Me: So, how do I do with all this?
Me: Okayokayokay! I’ll work on it!
4. You might not be the person they feel comfortable talking with right now.
Jude: Some stuff I just feel better talking to Davin about. (His older brother.) As a parent, I’ve had to settle for… are they talking to someone? Someone I trust? For some topics and even some phases of teenage life, I realized my teen was more comfortable talking to Mom. I had to work to get to a place where I was just happy they had someone to talk to that I knew would basically give them the same input that I would. It might be an older sibling, their aunt, a teacher, or a coach. I know I can trust my sister, their favorite aunt, to give me a heads-up if she hears something I need to know about.
Big Idea: Encourage them to cultivate relationships with people they are comfortable talking to.

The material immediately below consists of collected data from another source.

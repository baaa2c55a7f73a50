//! Round state machine
//!
//! [`SessionMachine::handle`] takes one [`Event`] and returns the [`Command`]s the
//! driver must carry out. It performs no I/O and never waits, so every transition
//! can be exercised synchronously.

use std::sync::Arc;
use std::time::{Duration, Instant};

use rand::SeedableRng;
use rand::rngs::StdRng;
use rand::seq::SliceRandom;

use crate::config::SessionConfig;
use crate::letter::Letter;
use crate::phonetic::Lexicon;
use crate::presentation::{Cue, Feedback, Snapshot, Tone};
use crate::recognition::{RecognitionError, RecognitionResult};
use crate::session::state::{FollowUp, Generation, Outcome, Phase, SessionState};

/// Inputs to the state machine
#[derive(Debug)]
pub enum Event {
    /// Start a round, or restart the current one
    Start,
    /// The recognizer finished initializing
    Initialized {
        generation: Generation,
        outcome: Result<(), RecognitionError>,
    },
    /// A listening attempt completed
    Recognized {
        generation: Generation,
        outcome: Result<RecognitionResult, RecognitionError>,
    },
    /// A gated cue finished playing
    CueFinished { generation: Generation },
    /// The pause after a correct answer is over
    SettleElapsed { generation: Generation },
    /// Manual "next letter"
    Skip,
    /// Leave the trainer
    Leave,
}

/// Side effects requested by the state machine
#[derive(Debug, Clone, PartialEq)]
pub enum Command {
    /// Initialize the recognizer and report `Event::Initialized`
    Initialize { generation: Generation },
    /// Listen once and report `Event::Recognized`
    Listen {
        generation: Generation,
        expected: Letter,
    },
    /// Best-effort stop of the outstanding listen; nothing is reported back
    StopListening,
    /// Play a cue; gated cues report `Event::CueFinished`
    PlayCue {
        generation: Generation,
        cue: Cue,
        gated: bool,
    },
    /// Report `Event::SettleElapsed` after a delay
    StartSettleTimer {
        generation: Generation,
        after: Duration,
    },
    SetAudioFeedbackMuted(bool),
    SetDisplayAwake(bool),
    /// Draw the screen
    Render(Snapshot),
}

/// Owns the session state and applies events to it
pub struct SessionMachine {
    config: SessionConfig,
    lexicon: Arc<Lexicon>,
    rng: StdRng,
    state: SessionState,
}

impl SessionMachine {
    /// Create an idle machine; a seed makes letter sequences reproducible
    #[must_use]
    pub fn new(config: SessionConfig, lexicon: Arc<Lexicon>, seed: Option<u64>) -> Self {
        let rng = seed.map_or_else(StdRng::from_entropy, StdRng::seed_from_u64);

        Self {
            config,
            lexicon,
            rng,
            state: SessionState::default(),
        }
    }

    #[must_use]
    pub const fn state(&self) -> &SessionState {
        &self.state
    }

    #[must_use]
    pub const fn generation(&self) -> Generation {
        self.state.generation
    }

    #[must_use]
    pub fn into_state(self) -> SessionState {
        self.state
    }

    /// Apply one event
    ///
    /// Events from a superseded generation, or that the current phase does not
    /// expect, change nothing and yield no commands. Otherwise the last command is
    /// always a [`Command::Render`] of the new state.
    pub fn handle(&mut self, event: Event) -> Vec<Command> {
        let mut out = Vec::new();

        let applied = match event {
            Event::Start => {
                self.start(&mut out);
                true
            }
            Event::Initialized {
                generation,
                outcome,
            } => {
                let expected = self.state.phase == Phase::Preparing;
                self.accept(generation, expected, "initialized")
                    && self.on_initialized(outcome, &mut out)
            }
            Event::Recognized {
                generation,
                outcome,
            } => {
                let expected = self.state.is_listening();
                self.accept(generation, expected, "recognized")
                    && self.on_recognized(outcome, &mut out)
            }
            Event::CueFinished { generation } => {
                let then = match self.state.phase {
                    Phase::AwaitingCue { then } => Some(then),
                    _ => None,
                };
                match then {
                    Some(then) if self.accept(generation, true, "cue finished") => {
                        match then {
                            FollowUp::Retry => self.listen(&mut out),
                            FollowUp::Advance => self.advance(&mut out),
                        }
                        true
                    }
                    _ => self.accept(generation, false, "cue finished"),
                }
            }
            Event::SettleElapsed { generation } => {
                let expected = self.state.phase == Phase::Settling;
                if self.accept(generation, expected, "settle elapsed") {
                    self.advance(&mut out);
                    true
                } else {
                    false
                }
            }
            Event::Skip => {
                if self.state.phase == Phase::FatalError {
                    tracing::info!(index = self.state.index, "letter skipped");
                    self.advance(&mut out);
                    true
                } else {
                    tracing::debug!(phase = ?self.state.phase, "skip ignored");
                    false
                }
            }
            Event::Leave => {
                self.leave(&mut out);
                true
            }
        };

        if applied {
            out.push(Command::Render(self.state.snapshot()));
        }
        out
    }

    fn accept(&self, generation: Generation, expected: bool, event: &'static str) -> bool {
        if generation != self.state.generation {
            tracing::debug!(
                event,
                stale = generation.value(),
                current = self.state.generation.value(),
                "ignoring stale event"
            );
            return false;
        }
        if !expected {
            tracing::debug!(event, phase = ?self.state.phase, "ignoring unexpected event");
            return false;
        }
        true
    }

    fn start(&mut self, out: &mut Vec<Command>) {
        if self.state.is_listening() {
            out.push(Command::StopListening);
        }

        let mut sequence: Vec<Letter> = Letter::all().collect();
        sequence.shuffle(&mut self.rng);
        sequence.truncate(self.config.sequence_length);

        let generation = self.state.generation.next();
        self.state = SessionState {
            generation,
            sequence,
            phase: Phase::Preparing,
            status: "Preparing microphone…".to_string(),
            ..SessionState::default()
        };

        let letters: String = self.state.sequence.iter().copied().map(Letter::as_char).collect();
        tracing::info!(generation = generation.value(), %letters, "round started");

        out.push(Command::SetDisplayAwake(true));
        out.push(Command::SetAudioFeedbackMuted(true));
        out.push(Command::Initialize { generation });
    }

    fn on_initialized(&mut self, outcome: Result<(), RecognitionError>, out: &mut Vec<Command>) -> bool {
        match outcome {
            Ok(()) => {
                self.state.recognition_enabled = true;
                self.listen(out);
            }
            Err(e) => {
                tracing::error!(error = %e, "recognizer initialization failed");
                self.disable_recognition(format!("Init error: {e}"));
            }
        }
        true
    }

    fn on_recognized(
        &mut self,
        outcome: Result<RecognitionResult, RecognitionError>,
        out: &mut Vec<Command>,
    ) -> bool {
        let engine_ms = self
            .state
            .listen_started
            .take()
            .map_or(0, |started| elapsed_u64(started.elapsed().as_millis()));
        self.state.phase = Phase::Evaluating;

        match outcome {
            Ok(result) => self.evaluate(&result, engine_ms, out),
            Err(e) if e.is_hard() => {
                tracing::error!(error = %e, engine_ms, "hard recognition error");
                self.disable_recognition(format!(
                    "Engine error after ~{engine_ms} ms: {e}.\nRecognition is off for this round."
                ));
            }
            Err(e) => {
                tracing::warn!(error = %e, engine_ms, "soft recognition error");
                let note = format!(
                    "Soft error after ~{engine_ms} ms.\nDidn't catch that (error {}).",
                    e.code
                );
                self.state.status.clone_from(&note);
                self.state.attempts += 1;
                if self.state.attempts < self.config.max_attempts {
                    self.listen(out);
                } else {
                    self.advance(out);
                }

                // Keep the error visible above the new listening status
                if self.state.is_listening() {
                    self.state.status = format!("{note}\n{}", self.state.status);
                }
            }
        }
        true
    }

    fn evaluate(&mut self, result: &RecognitionResult, engine_ms: u64, out: &mut Vec<Command>) {
        let Some(expected) = self.state.current_letter() else {
            return;
        };

        let match_started = Instant::now();
        let resolved = self.lexicon.resolve(&result.candidates(), Some(expected));
        let match_us = elapsed_u64(match_started.elapsed().as_micros());

        let heard = resolved.map_or_else(|| "?".to_string(), |letter| letter.to_string());
        self.state.status = format!(
            "Engine: ~{engine_ms} ms, match: ~{match_us} µs.\nHeard: \"{}\" → {heard} (expected {expected})",
            result.transcript
        );

        tracing::info!(
            transcript = %result.transcript,
            alternates = result.alternates.len(),
            resolved = %heard,
            %expected,
            engine_ms,
            match_us,
            "utterance resolved"
        );

        let generation = self.state.generation;
        if resolved == Some(expected) {
            self.state.correct += 1;
            self.state.feedback = Feedback::new("✓ Correct!", Tone::Positive);
            self.state.phase = Phase::Settling;
            out.push(Command::PlayCue {
                generation,
                cue: Cue::Correct,
                gated: false,
            });
            out.push(Command::StartSettleTimer {
                generation,
                after: self.config.correct_settle,
            });
            return;
        }

        self.state.attempts += 1;
        let (text, then) = if self.state.attempts < self.config.max_attempts {
            ("✕ Try again!", FollowUp::Retry)
        } else {
            ("✕ Wrong letter.", FollowUp::Advance)
        };
        self.state.feedback = Feedback::new(text, Tone::Negative);
        self.state.phase = Phase::AwaitingCue { then };
        out.push(Command::PlayCue {
            generation,
            cue: Cue::Wrong,
            gated: true,
        });
    }

    fn listen(&mut self, out: &mut Vec<Command>) {
        if !self.state.recognition_enabled || self.state.fatal {
            self.state.phase = Phase::FatalError;
            return;
        }
        if self.state.is_listening() {
            tracing::debug!("listen already outstanding");
            return;
        }
        let Some(expected) = self.state.current_letter() else {
            return;
        };

        self.state.phase = Phase::Listening;
        self.state.listen_started = Some(Instant::now());
        self.state.status = "Listening for speech…".to_string();
        out.push(Command::Listen {
            generation: self.state.generation,
            expected,
        });
    }

    fn advance(&mut self, out: &mut Vec<Command>) {
        self.state.index += 1;
        self.state.attempts = 0;
        self.state.feedback = Feedback::default();

        if self.state.index >= self.state.total() {
            self.state.index = self.state.total();
            self.end(out);
            return;
        }

        self.listen(out);
    }

    fn end(&mut self, out: &mut Vec<Command>) {
        let total = self.state.total();
        let correct = self.state.correct;
        let outcome = if correct >= self.config.win_threshold {
            Outcome::Win
        } else {
            Outcome::Lose
        };

        self.state.phase = Phase::Ended { outcome };
        self.state.recognition_enabled = false;
        self.state.status = format!("Game over. You got {correct} out of {total} letters right.");

        tracing::info!(correct, total, ?outcome, "round ended");

        out.push(Command::PlayCue {
            generation: self.state.generation,
            cue: match outcome {
                Outcome::Win => Cue::Win,
                Outcome::Lose => Cue::Lose,
            },
            gated: false,
        });
        out.push(Command::SetDisplayAwake(false));
        out.push(Command::SetAudioFeedbackMuted(false));
    }

    fn leave(&mut self, out: &mut Vec<Command>) {
        if self.state.is_listening() {
            out.push(Command::StopListening);
        }

        let generation = self.state.generation.next();
        self.state = SessionState {
            generation,
            ..SessionState::default()
        };
        tracing::info!(generation = generation.value(), "left trainer");

        out.push(Command::SetDisplayAwake(false));
        out.push(Command::SetAudioFeedbackMuted(false));
    }

    fn disable_recognition(&mut self, status: String) {
        self.state.fatal = true;
        self.state.recognition_enabled = false;
        self.state.phase = Phase::FatalError;
        self.state.status = status;
    }
}

fn elapsed_u64(value: u128) -> u64 {
    u64::try_from(value).unwrap_or(u64::MAX)
}
//! Recognition error vocabulary and payload normalization
//!
//! Engines report failures as JSON objects, JSON embedded in strings, raw platform
//! messages or bare code tokens. Everything is folded into one [`RecognitionError`]
//! here so the session logic only ever sees a typed code.

use std::fmt;

use serde_json::Value;

/// Whether a recognition failure ends recognition for the round
#[derive(Debug, Clone, Copy, PartialEq, Eq)]
pub enum Severity {
    /// Permission or engine-level failure; not retried
    Hard,
    /// Recoverable by retrying or moving on
    Soft,
}

/// Error codes reported by recognition engines
#[derive(Debug, Clone, PartialEq, Eq, Hash)]
pub enum ErrorCode {
    PermissionDenied,
    InsufficientPermissions,
    StartFailed,
    AlreadyListening,
    ClassNotFound,
    MissingCommand,
    EngineUnavailable,
    EngineCreateFailed,
    NoMatch,
    SpeechTimeout,
    InitOptionsError,
    /// Result payload that could not be interpreted
    MalformedPayload,
    /// No code could be extracted
    Unknown,
    /// Engine-specific code outside the known vocabulary (e.g. `ERROR_7`)
    Other(String),
}

impl ErrorCode {
    /// Parse a code token; blank input is `Unknown`
    #[must_use]
    pub fn parse(code: &str) -> Self {
        match code.trim() {
            "" | "UNKNOWN" => Self::Unknown,
            "PERMISSION_DENIED" => Self::PermissionDenied,
            "INSUFFICIENT_PERMISSIONS" => Self::InsufficientPermissions,
            "START_FAILED" => Self::StartFailed,
            "ALREADY_LISTENING" => Self::AlreadyListening,
            "CLASS_NOT_FOUND" => Self::ClassNotFound,
            "MISSING_COMMAND" => Self::MissingCommand,
            "ENGINE_UNAVAILABLE" => Self::EngineUnavailable,
            "ENGINE_CREATE_FAILED" => Self::EngineCreateFailed,
            "NO_MATCH" => Self::NoMatch,
            "SPEECH_TIMEOUT" => Self::SpeechTimeout,
            "INIT_OPTIONS_ERROR" => Self::InitOptionsError,
            "MALFORMED_PAYLOAD" => Self::MalformedPayload,
            other => Self::Other(other.to_string()),
        }
    }

    /// Wire name of the code
    #[must_use]
    pub fn as_str(&self) -> &str {
        match self {
            Self::PermissionDenied => "PERMISSION_DENIED",
            Self::InsufficientPermissions => "INSUFFICIENT_PERMISSIONS",
            Self::StartFailed => "START_FAILED",
            Self::AlreadyListening => "ALREADY_LISTENING",
            Self::ClassNotFound => "CLASS_NOT_FOUND",
            Self::MissingCommand => "MISSING_COMMAND",
            Self::EngineUnavailable => "ENGINE_UNAVAILABLE",
            Self::EngineCreateFailed => "ENGINE_CREATE_FAILED",
            Self::NoMatch => "NO_MATCH",
            Self::SpeechTimeout => "SPEECH_TIMEOUT",
            Self::InitOptionsError => "INIT_OPTIONS_ERROR",
            Self::MalformedPayload => "MALFORMED_PAYLOAD",
            Self::Unknown => "UNKNOWN",
            Self::Other(code) => code,
        }
    }

    /// Classify the code
    #[must_use]
    pub const fn severity(&self) -> Severity {
        match self {
            Self::PermissionDenied
            | Self::InsufficientPermissions
            | Self::StartFailed
            | Self::AlreadyListening
            | Self::ClassNotFound
            | Self::MissingCommand
            | Self::EngineUnavailable
            | Self::EngineCreateFailed => Severity::Hard,
            Self::NoMatch
            | Self::SpeechTimeout
            | Self::InitOptionsError
            | Self::MalformedPayload
            | Self::Unknown
            | Self::Other(_) => Severity::Soft,
        }
    }
}

impl fmt::Display for ErrorCode {
    fn fmt(&self, f: &mut fmt::Formatter<'_>) -> fmt::Result {
        f.write_str(self.as_str())
    }
}

/// A recognition failure with a typed code
#[derive(Debug, Clone, PartialEq, Eq, thiserror::Error)]
#[error("{code}: {message}")]
pub struct RecognitionError {
    /// Normalized error code
    pub code: ErrorCode,
    /// Human-readable detail from the engine
    pub message: String,
}

impl RecognitionError {
    /// Create an error from a code and message
    #[must_use]
    pub fn new(code: ErrorCode, message: impl Into<String>) -> Self {
        Self {
            code,
            message: message.into(),
        }
    }

    /// A result payload that could not be interpreted
    #[must_use]
    pub fn malformed(detail: impl Into<String>) -> Self {
        Self::new(ErrorCode::MalformedPayload, detail)
    }

    /// Classify the error
    #[must_use]
    pub const fn severity(&self) -> Severity {
        self.code.severity()
    }

    /// Whether the error disables recognition for the rest of the round
    #[must_use]
    pub const fn is_hard(&self) -> bool {
        matches!(self.severity(), Severity::Hard)
    }

    /// Normalize a raw error string from an engine bridge
    #[must_use]
    pub fn from_raw(raw: &str) -> Self {
        let trimmed = raw.trim();

        if trimmed.starts_with('{') || trimmed.starts_with('"') {
            if let Ok(value) = serde_json::from_str::<Value>(trimmed) {
                return Self::from_value(&value);
            }
        }

        // Platform messages from a bridge that is not installed
        if trimmed.contains("Class not found") {
            return Self::new(ErrorCode::ClassNotFound, trimmed);
        }
        if trimmed.contains("Missing Command Error") {
            return Self::new(ErrorCode::MissingCommand, trimmed);
        }

        if is_code_token(trimmed) {
            return Self::new(ErrorCode::parse(trimmed), "recognition error");
        }

        Self::new(ErrorCode::Unknown, trimmed)
    }

    /// Normalize a structured error value
    #[must_use]
    pub fn from_value(value: &Value) -> Self {
        match value {
            Value::Object(map) => {
                let code = map
                    .get("code")
                    .and_then(Value::as_str)
                    .map_or(ErrorCode::Unknown, ErrorCode::parse);
                let message = map
                    .get("message")
                    .and_then(Value::as_str)
                    .map_or_else(|| value.to_string(), ToString::to_string);
                Self::new(code, message)
            }
            Value::String(s) => Self::from_raw(s),
            Value::Null => Self::new(ErrorCode::Unknown, "no error detail"),
            other => Self::new(ErrorCode::Unknown, other.to_string()),
        }
    }
}

/// `SCREAMING_SNAKE` tokens such as `NO_MATCH` or `ERROR_7`
fn is_code_token(s: &str) -> bool {
    !s.is_empty()
        && s.starts_with(|c: char| c.is_ascii_uppercase())
        && s
            .chars()
            .all(|c| c.is_ascii_uppercase() || c.is_ascii_digit() || c == '_')
}
use std::io::BufRead;
use std::path::PathBuf;
use std::process::ExitCode;
use std::sync::Arc;

use clap::{Parser, Subcommand};
use tokio::sync::mpsc;
use tracing_subscriber::EnvFilter;

use letter_coach::presentation::{ConsolePresenter, OutputFormat};
use letter_coach::recognition::ConsoleRecognizer;
use letter_coach::{Config, Letter, Lexicon, SessionMachine, Trainer, TrainerHandle};

/// Letter Coach - say the letter on screen, get instant feedback
#[derive(Parser)]
#[command(name = "letter-coach", version, about)]
struct Cli {
    /// Increase verbosity (-v, -vv, -vvv)
    #[arg(short, long, action = clap::ArgAction::Count)]
    verbose: u8,

    /// Config file (defaults to ~/.config/letter-coach/config.toml)
    #[arg(short, long, env = "LETTER_COACH_CONFIG")]
    config: Option<PathBuf>,

    /// Seed for the letter sequence
    #[arg(long)]
    seed: Option<u64>,

    #[command(subcommand)]
    command: Option<Command>,
}

#[derive(Subcommand)]
enum Command {
    /// Play a round, typing what the speech engine would hear
    Play {
        /// Print snapshots as JSON lines
        #[arg(long)]
        json: bool,
    },
    /// Score a phrase against one letter or all of them
    Score {
        /// Phrase as heard
        phrase: String,
        /// Only score this letter
        #[arg(short, long)]
        letter: Option<Letter>,
    },
    /// Resolve candidate phrases to a letter
    Resolve {
        /// Letter the player was asked for
        #[arg(short, long)]
        expected: Option<Letter>,
        /// Candidate phrases, best first
        candidates: Vec<String>,
    },
    /// Print the spoken forms of every letter
    Lexicon,
}

#[tokio::main]
async fn main() -> ExitCode {
    let cli = Cli::parse();

    // Set up logging based on verbosity
    let filter = match cli.verbose {
        0 => "info",
        1 => "info,letter_coach=debug",
        2 => "debug",
        _ => "trace",
    };

    // stdout belongs to the trainer screen
    tracing_subscriber::fmt()
        .with_env_filter(EnvFilter::new(filter))
        .with_writer(std::io::stderr)
        .init();

    match run(cli).await {
        Ok(()) => ExitCode::SUCCESS,
        Err(e) => {
            tracing::error!("fatal: {e}");
            ExitCode::FAILURE
        }
    }
}

async fn run(cli: Cli) -> anyhow::Result<()> {
    let config = Config::load_from(cli.config.as_deref())?;
    tracing::debug!(?config, "loaded configuration");

    let lexicon = config.lexicon()?;

    match cli.command.unwrap_or(Command::Play { json: false }) {
        Command::Play { json } => play(config, lexicon, cli.seed, json).await,
        Command::Score { phrase, letter } => {
            score(&lexicon, &phrase, letter);
            Ok(())
        }
        Command::Resolve {
            expected,
            candidates,
        } => {
            resolve(&lexicon, &candidates, expected);
            Ok(())
        }
        Command::Lexicon => {
            print_lexicon(&lexicon);
            Ok(())
        }
    }
}

async fn play(config: Config, lexicon: Lexicon, seed: Option<u64>, json: bool) -> anyhow::Result<()> {
    let format = if json {
        OutputFormat::Json
    } else {
        OutputFormat::Text
    };

    let (line_tx, line_rx) = mpsc::channel(16);
    let recognizer = Arc::new(ConsoleRecognizer::new(line_rx));
    let presenter = Arc::new(ConsolePresenter::new(format));
    let machine = SessionMachine::new(config.session.clone(), Arc::new(lexicon), seed);
    let (trainer, handle) = Trainer::new(machine, recognizer, presenter, config.recognition);

    if !json {
        println!("Say (type) the letter shown. Controls: :skip  :restart  :quit");
    }

    spawn_input_reader(line_tx, handle.clone());

    let on_ctrl_c = handle;
    tokio::spawn(async move {
        if tokio::signal::ctrl_c().await.is_ok() {
            tracing::info!("interrupted");
            let _ = on_ctrl_c.leave();
        }
    });

    let state = trainer.run().await;
    tracing::info!(
        correct = state.correct,
        total = state.total(),
        "session finished"
    );
    Ok(())
}

/// Read stdin on a plain thread; control lines go to the trainer, the rest to the recognizer
fn spawn_input_reader(lines: mpsc::Sender<String>, handle: TrainerHandle) {
    std::thread::spawn(move || {
        let stdin = std::io::stdin();
        for line in stdin.lock().lines() {
            let Ok(line) = line else { break };

            let delivered = match line.trim() {
                ":quit" | ":q" => break,
                ":skip" => handle.skip(),
                ":restart" => handle.restart(),
                _ => lines.blocking_send(line).is_ok(),
            };
            if !delivered {
                return;
            }
        }

        let _ = handle.leave();
    });
}

fn score(lexicon: &Lexicon, phrase: &str, letter: Option<Letter>) {
    if let Some(letter) = letter {
        println!("{letter}: {}", lexicon.score(phrase, letter).value());
        return;
    }

    for letter in Letter::all() {
        let score = lexicon.score(phrase, letter);
        if score.value() > 0 {
            println!("{letter}: {}", score.value());
        }
    }
}

fn resolve(lexicon: &Lexicon, candidates: &[String], expected: Option<Letter>) {
    for evidence in lexicon.rank(candidates, expected) {
        let marker = if Some(evidence.letter) == expected { " (expected)" } else { "" };
        println!(
            "{}: score {} biased {}{marker}",
            evidence.letter,
            evidence.score.value(),
            evidence.biased
        );
    }

    match lexicon.resolve(candidates, expected) {
        Some(letter) => println!("resolved: {letter}"),
        None => println!("resolved: none"),
    }
}

fn print_lexicon(lexicon: &Lexicon) {
    for letter in Letter::all() {
        println!("{letter}: {}", lexicon.forms(letter).join(", "));
    }
}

5. Talk to them. But be real. Be transparent. Be vulnerable.
This speaks for itself. Sometimes we expect our teens to give us things we aren’t willing to give them. Me: Am I real with you Jude? Jude: Yeah. Maybe too real… Me: So that’s a compliment?
Big Idea: Make sure you are giving conversationally what you hope to get from your teen.
Me: You get the final word.
Jude: Spend time with them, listen, don’t lecture. Just tell parents to spend time with their kids.
Me: You just did, again. What do you think of this blog?
Jude: This blog goes hard.
And then, on the way to school the next morning, out of nowhere…
Jude: We told them not to lecture, right?
What’s The Big Idea?
- Offer to be available to talk about anything, whenever they want to. Be patient.
- Don’t force it. Spend time with them and let conversations grow organically. Small talk often leads to deeper conversations.
- Practice good listening skills. Don’t talk at them; talk with them.
- Encourage them to cultivate relationships with people they are comfortable talking to and that you can trust.
- Model the openness, vulnerability, and transparency that you are hoping to get in return.